Even more than that, I tried to become friends with some of the people from the intermediate and advanced groups. I had no chance to be part of their community.

That school (and, as I discovered later, many other dancing schools) have so many small churches (groups of people who know each other really well) that you can’t really have access to.

Not to mention I’m the kind of person who really enjoys spending time with others and loves giving. So once every 2-3 months I baked some sweets and went with them to the dancing classes. That gesture didn’t seem to work at all.

I stopped going to dancing classes last year in December and I would only go back if I had a partner.

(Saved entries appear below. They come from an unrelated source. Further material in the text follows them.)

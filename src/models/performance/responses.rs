use crate::models::attendance::responses::DefaulterEntry;
use crate::models::tests::entities::Subject;
use crate::models::tests::responses::ImprovementEntry;
use serde::Serialize;
use ts_rs::TS;

// 三科均值，键名与历史数据一致（首字母大写）
#[derive(Debug, Clone, Serialize, TS)]
#[ts(export, export_to = "../frontend/src/types/generated/performance.ts")]
pub struct SubjectPerformance {
    #[serde(rename = "Coding")]
    pub coding: f64,
    #[serde(rename = "Aptitude")]
    pub aptitude: f64,
    #[serde(rename = "Technical")]
    pub technical: f64,
}

// 学生成绩综合视图（学生自查 / 教师查看单个学生共用）
// attendance 为无时间范围的全量考勤百分比，
// overall_percentage 为按分值加权的总体百分比，全部保留两位小数
#[derive(Debug, Serialize, TS)]
#[ts(export, export_to = "../frontend/src/types/generated/performance.ts")]
pub struct StudentSummaryResponse {
    pub name: String,
    pub prn: String,
    pub attendance: f64,
    pub subject_performance: SubjectPerformance,
    pub overall_percentage: f64,
}

// 分组全量考勤汇总（教师视图，无时间范围）
#[derive(Debug, Clone, Serialize, TS)]
#[ts(export, export_to = "../frontend/src/types/generated/performance.ts")]
pub struct DivisionAttendanceSummary {
    pub division_id: i64,
    pub division_name: String,
    pub year: String,
    pub branch: String,
    pub attendance_percentage: f64,
}

// 分组-科目平均原始分（教师视图）
#[derive(Debug, Clone, Serialize, TS)]
#[ts(export, export_to = "../frontend/src/types/generated/performance.ts")]
pub struct DivisionSubjectAverage {
    pub division_id: i64,
    pub division_name: String,
    pub year: String,
    pub branch: String,
    pub subject: Subject,
    pub average_marks: f64,
}

// 缺勤报表载荷（交给外部的报表渲染器）
#[derive(Debug, Serialize, TS)]
#[ts(export, export_to = "../frontend/src/types/generated/performance.ts")]
pub struct DefaulterReportResponse {
    pub division_name: String,
    pub month: String,
    pub defaulters: Vec<DefaulterEntry>,
}

// 进步报表载荷（mean-of-means 低于 50% 的口径）
#[derive(Debug, Serialize, TS)]
#[ts(export, export_to = "../frontend/src/types/generated/performance.ts")]
pub struct ImprovementReportResponse {
    pub division_name: String,
    pub students: Vec<ImprovementEntry>,
}
pub mod delete;
pub mod list;

use actix_web::{HttpRequest, HttpResponse, Result as ActixResult};
use std::sync::Arc;

use crate::models::users::requests::UserListParams;
use crate::storage::Storage;

pub struct UserService {
    storage: Option<Arc<dyn Storage>>,
}

impl UserService {
    pub fn new_lazy() -> Self {
        Self { storage: None }
    }

    pub(crate) fn get_storage(&self, request: &HttpRequest) -> Arc<dyn Storage> {
        if let Some(storage) = &self.storage {
            storage.clone()
        } else {
            request
                .app_data::<actix_web::web::Data<Arc<dyn Storage>>>()
                .expect("Storage not found in app data")
                .get_ref()
                .clone()
        }
    }

    // 获取学生列表
    pub async fn list_students(
        &self,
        query: UserListParams,
        request: &HttpRequest,
    ) -> ActixResult<HttpResponse> {
        list::list_students(self, query, request).await
    }

    // 获取教师列表
    pub async fn list_teachers(
        &self,
        query: UserListParams,
        request: &HttpRequest,
    ) -> ActixResult<HttpResponse> {
        list::list_teachers(self, query, request).await
    }

    // 删除学生
    pub async fn delete_student(
        &self,
        student_id: i64,
        request: &HttpRequest,
    ) -> ActixResult<HttpResponse> {
        delete::delete_student(self, student_id, request).await
    }

    // 删除教师
    pub async fn delete_teacher(
        &self,
        teacher_id: i64,
        request: &HttpRequest,
    ) -> ActixResult<HttpResponse> {
        delete::delete_teacher(self, teacher_id, request).await
    }
}
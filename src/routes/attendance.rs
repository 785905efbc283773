use actix_web::{HttpRequest, HttpResponse, Result as ActixResult, web};
use once_cell::sync::Lazy;

use crate::middlewares;
use crate::models::attendance::requests::{
    AttendanceEntry, DefaulterParams, DivisionAttendanceParams, StudentAttendanceParams,
    UpdateReasonRequest,
};
use crate::models::users::entities::UserRole;
use crate::services::AttendanceService;

// 懒加载的全局 AttendanceService 实例
static ATTENDANCE_SERVICE: Lazy<AttendanceService> = Lazy::new(AttendanceService::new_lazy);

// HTTP处理程序
pub async fn save_attendance(
    req: HttpRequest,
    entries: web::Json<Vec<AttendanceEntry>>,
) -> ActixResult<HttpResponse> {
    ATTENDANCE_SERVICE
        .save_attendance(entries.into_inner(), &req)
        .await
}

pub async fn view_own(
    req: HttpRequest,
    query: web::Query<StudentAttendanceParams>,
) -> ActixResult<HttpResponse> {
    ATTENDANCE_SERVICE.view_own(query.into_inner(), &req).await
}

pub async fn update_reason(
    req: HttpRequest,
    update: web::Json<UpdateReasonRequest>,
) -> ActixResult<HttpResponse> {
    ATTENDANCE_SERVICE
        .update_reason(update.into_inner(), &req)
        .await
}

pub async fn view_division(
    req: HttpRequest,
    query: web::Query<DivisionAttendanceParams>,
) -> ActixResult<HttpResponse> {
    ATTENDANCE_SERVICE
        .view_division(query.into_inner(), &req)
        .await
}

pub async fn list_defaulters(
    req: HttpRequest,
    query: web::Query<DefaulterParams>,
) -> ActixResult<HttpResponse> {
    ATTENDANCE_SERVICE
        .list_defaulters(query.into_inner(), &req)
        .await
}

pub async fn defaulter_chart(
    req: HttpRequest,
    query: web::Query<DefaulterParams>,
) -> ActixResult<HttpResponse> {
    ATTENDANCE_SERVICE
        .defaulter_chart(query.into_inner(), &req)
        .await
}

// 配置路由
pub fn configure_attendance_routes(cfg: &mut web::ServiceConfig) {
    cfg.service(
        web::scope("/api/v1/attendance")
            .wrap(middlewares::RequireJWT)
            .service(
                web::resource("")
                    .route(
                        web::get()
                            .to(view_division)
                            // 教师查看分组某天的考勤
                            .wrap(middlewares::RequireRole::new_any(UserRole::teacher_roles())),
                    )
                    .route(
                        web::post()
                            .to(save_attendance)
                            // 教师批量录入今天的考勤
                            .wrap(middlewares::RequireRole::new_any(UserRole::teacher_roles())),
                    ),
            )
            .service(
                web::resource("/mine").route(
                    web::get()
                        .to(view_own)
                        // 学生查看自己某天的考勤
                        .wrap(middlewares::RequireRole::new_any(UserRole::student_roles())),
                ),
            )
            .service(
                web::resource("/reason").route(
                    web::put()
                        .to(update_reason)
                        // 学生补充请假原因
                        .wrap(middlewares::RequireRole::new_any(UserRole::student_roles())),
                ),
            )
            .service(
                web::resource("/defaulters").route(
                    web::get()
                        .to(list_defaulters)
                        .wrap(middlewares::RequireRole::new_any(UserRole::teacher_roles())),
                ),
            )
            .service(
                web::resource("/defaulters/chart").route(
                    web::get()
                        .to(defaulter_chart)
                        .wrap(middlewares::RequireRole::new_any(UserRole::teacher_roles())),
                ),
            ),
    );
}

Otherwise, it feels like a waste of time.

But lesson learned and one more personal boundary was set: if I’m not wanted somewhere, I shouldn’t say.

How to set boundaries for a relationship using standards

How to set boundaries for a relationship using standards

Looking back at my past two years, I realize that I tolerated lower standards more than should have just because I wanted to be part of some communities or make more friends.

But it didn’t work.

Instead, I decided to reconnect to my high standards and take out the thrash.

As a result, I have more space in my life for the kind of people and communities who can resonate with my high standards. And that’s where you should start if you want to set some healthy boundaries in your relationships.

For example, if you are always on time and being on time is important to you, then that’s probably a standard you have. When you meet people who are always late, say goodbye to them and make space for the people who value time as much as you do.

Setting healthy boundaries should be easy.

Even though staying true to your boundaries is not easy, you’ll eventually reach a situation where you’ll have to choose between your standards and your frustrations.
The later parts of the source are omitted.